Your instructions:
Track down every line below that holds "FenestrationSourceRow" and copy it.

== Records to use ==

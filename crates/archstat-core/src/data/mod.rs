pub mod model;

pub use model::{
    ApplicabilityRow, BuildingPeriodRow, BuildingStockRow, BuildingTypeRow, CensusRow,
    FenestrationSourceRow, FloorAreaRow, FrameMaterialMapRow, FrameMaterialRow, FrameShareRow,
    HeatFlowDirection, HeatSourceRow, LayerRow, LayerTag, LocationRow, MaterialRow, SourceRow,
    StructureDescriptionRow, StructureRow, StructureTypeRow, TypeAssignmentRow,
    TypeFlowDirectionRow, VentilationSourceRow,
};

use serde::{Deserialize, Serialize};

/// Name prefix of the programmatically injected non-load-bearing
/// structure-type variants.
pub const LIGHT_VARIANT_PREFIX: &str = "light ";

/// The full raw dataset, loaded by the external store boundary into
/// addressable in-memory collections. Object classes are keyed by name,
/// relationship classes by their member tuple; the core never touches
/// files or the network itself.
///
/// Everything is read-only for the duration of a run except the one-time
/// light structure-type injection, which must complete before the catalog
/// pass starts.
#[derive(Debug, Clone, Default, PartialEq, Serialize, Deserialize)]
#[serde(default)]
pub struct StockDataset {
    pub materials: Vec<MaterialRow>,
    pub sources: Vec<SourceRow>,
    pub structures: Vec<StructureRow>,
    pub structure_types: Vec<StructureTypeRow>,
    pub building_types: Vec<BuildingTypeRow>,
    pub building_periods: Vec<BuildingPeriodRow>,
    pub locations: Vec<LocationRow>,
    pub frame_materials: Vec<FrameMaterialRow>,
    pub heat_sources: Vec<HeatSourceRow>,
    pub building_stocks: Vec<BuildingStockRow>,
    pub structure_descriptions: Vec<StructureDescriptionRow>,
    pub layers: Vec<LayerRow>,
    pub applicability: Vec<ApplicabilityRow>,
    pub type_assignments: Vec<TypeAssignmentRow>,
    pub frame_material_map: Vec<FrameMaterialMapRow>,
    pub type_flow_directions: Vec<TypeFlowDirectionRow>,
    pub ventilation_sources: Vec<VentilationSourceRow>,
    pub fenestration_sources: Vec<FenestrationSourceRow>,
    pub census: Vec<CensusRow>,
    pub floor_areas: Vec<FloorAreaRow>,
    pub frame_shares: Vec<FrameShareRow>,
}

impl StockDataset {
    pub fn material(&self, name: &str) -> Option<&MaterialRow> {
        self.materials.iter().find(|row| row.name == name)
    }

    pub fn source(&self, name: &str) -> Option<&SourceRow> {
        self.sources.iter().find(|row| row.name == name)
    }

    pub fn structure_type(&self, name: &str) -> Option<&StructureTypeRow> {
        self.structure_types.iter().find(|row| row.name == name)
    }

    pub fn building_period(&self, name: &str) -> Option<&BuildingPeriodRow> {
        self.building_periods.iter().find(|row| row.name == name)
    }

    /// Layers of one (source, structure) pair, in raw order.
    pub fn layers_of<'a>(
        &'a self,
        source: &str,
        structure: &str,
    ) -> impl Iterator<Item = &'a LayerRow> {
        let source = source.to_string();
        let structure = structure.to_string();
        self.layers
            .iter()
            .filter(move |row| row.source == source && row.structure == structure)
    }

    pub fn applicability_of<'a>(
        &'a self,
        source: &str,
        structure: &str,
    ) -> impl Iterator<Item = &'a ApplicabilityRow> {
        let source = source.to_string();
        let structure = structure.to_string();
        self.applicability
            .iter()
            .filter(move |row| row.source == source && row.structure == structure)
    }

    /// The structure type assigned to a structure, if any. Validated
    /// elsewhere to be unique per structure.
    pub fn type_of_structure(&self, structure: &str) -> Option<&str> {
        self.type_assignments
            .iter()
            .find(|row| row.structure == structure)
            .map(|row| row.structure_type.as_str())
    }

    /// Frame materials a construction material maps to.
    pub fn frame_materials_of<'a>(&'a self, material: &str) -> impl Iterator<Item = &'a str> {
        let material = material.to_string();
        self.frame_material_map
            .iter()
            .filter(move |row| row.material == material)
            .map(|row| row.frame_material.as_str())
    }

    /// Assumed air-gap heat-flow direction for a structure type. Light
    /// variants inherit the direction of their load-bearing original.
    pub fn flow_direction_of(&self, structure_type: &str) -> Option<HeatFlowDirection> {
        let direct = self
            .type_flow_directions
            .iter()
            .find(|row| row.structure_type == structure_type)
            .map(|row| row.direction);
        if direct.is_some() {
            return direct;
        }
        self.structure_type(structure_type)
            .and_then(|row| row.load_bearing_original.as_deref())
            .and_then(|original| {
                self.type_flow_directions
                    .iter()
                    .find(|row| row.structure_type == original)
                    .map(|row| row.direction)
            })
    }

    pub fn frame_share(
        &self,
        building_type: &str,
        location: &str,
        frame_material: &str,
    ) -> Option<f64> {
        self.frame_shares
            .iter()
            .find(|row| {
                row.building_type == building_type
                    && row.location == location
                    && row.frame_material == frame_material
            })
            .map(|row| row.share)
    }

    pub fn floor_area(
        &self,
        building_type: &str,
        location: &str,
        building_period: &str,
    ) -> Option<f64> {
        self.floor_areas
            .iter()
            .find(|row| {
                row.building_type == building_type
                    && row.location == location
                    && row.building_period == building_period
            })
            .map(|row| row.average_gross_floor_area_m2)
    }

    /// Injects the non-load-bearing "light" variant of every raw structure
    /// type. The clone shares all numeric properties, is flagged
    /// `is_load_bearing = false` and maps back to its original for catalog
    /// lookups. Must run to completion before the catalog pass; repeated
    /// calls are no-ops so a dataset can be processed more than once.
    pub fn inject_light_structure_types(&mut self) {
        let mut originals: Vec<StructureTypeRow> = self
            .structure_types
            .iter()
            .filter(|row| row.is_load_bearing && row.load_bearing_original.is_none())
            .cloned()
            .collect();
        originals.sort_by(|a, b| a.name.cmp(&b.name));

        for original in originals {
            let light_name = format!("{LIGHT_VARIANT_PREFIX}{}", original.name);
            if self.structure_type(&light_name).is_some() {
                continue;
            }
            self.structure_types.push(StructureTypeRow {
                name: light_name,
                interior_surface_resistance: original.interior_surface_resistance,
                exterior_surface_resistance: original.exterior_surface_resistance,
                linear_thermal_bridge: original.linear_thermal_bridge,
                is_internal: original.is_internal,
                is_load_bearing: false,
                load_bearing_original: Some(original.name.clone()),
                notes: original.notes.clone(),
            });
        }
    }

    /// Locations in name order, capped by the optional test limit.
    pub fn limited_locations(&self, limit: Option<usize>) -> Vec<&str> {
        let mut names: Vec<&str> = self.locations.iter().map(|row| row.name.as_str()).collect();
        names.sort_unstable();
        names.dedup();
        if let Some(limit) = limit {
            names.truncate(limit);
        }
        names
    }
}

#[cfg(test)]
mod tests {
    use super::{LIGHT_VARIANT_PREFIX, StockDataset};
    use crate::data::model::{HeatFlowDirection, StructureTypeRow, TypeFlowDirectionRow};

    fn dataset_with_one_type() -> StockDataset {
        StockDataset {
            structure_types: vec![StructureTypeRow {
                name: "exterior wall".to_string(),
                interior_surface_resistance: 0.13,
                exterior_surface_resistance: 0.04,
                linear_thermal_bridge: 0.05,
                is_internal: false,
                is_load_bearing: true,
                load_bearing_original: None,
                notes: String::new(),
            }],
            type_flow_directions: vec![TypeFlowDirectionRow {
                structure_type: "exterior wall".to_string(),
                direction: HeatFlowDirection::Horizontal,
            }],
            ..StockDataset::default()
        }
    }

    #[test]
    fn light_injection_clones_numeric_properties() {
        let mut data = dataset_with_one_type();
        data.inject_light_structure_types();

        let light_name = format!("{LIGHT_VARIANT_PREFIX}exterior wall");
        let light = data.structure_type(&light_name).expect("light variant");
        assert!(!light.is_load_bearing);
        assert_eq!(light.load_bearing_original.as_deref(), Some("exterior wall"));
        assert_eq!(light.interior_surface_resistance, 0.13);
        assert_eq!(light.exterior_surface_resistance, 0.04);
    }

    #[test]
    fn light_injection_is_idempotent() {
        let mut data = dataset_with_one_type();
        data.inject_light_structure_types();
        let after_first = data.clone();
        data.inject_light_structure_types();
        assert_eq!(data, after_first);
    }

    #[test]
    fn light_variant_inherits_flow_direction() {
        let mut data = dataset_with_one_type();
        data.inject_light_structure_types();
        let light_name = format!("{LIGHT_VARIANT_PREFIX}exterior wall");
        assert_eq!(
            data.flow_direction_of(&light_name),
            Some(HeatFlowDirection::Horizontal)
        );
    }
}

===

Reply:
    FenestrationSourceRow, FloorAreaRow, FrameMaterialMapRow, FrameMaterialRow, FrameShareRow,
    pub fenestration_sources: Vec<FenestrationSourceRow>,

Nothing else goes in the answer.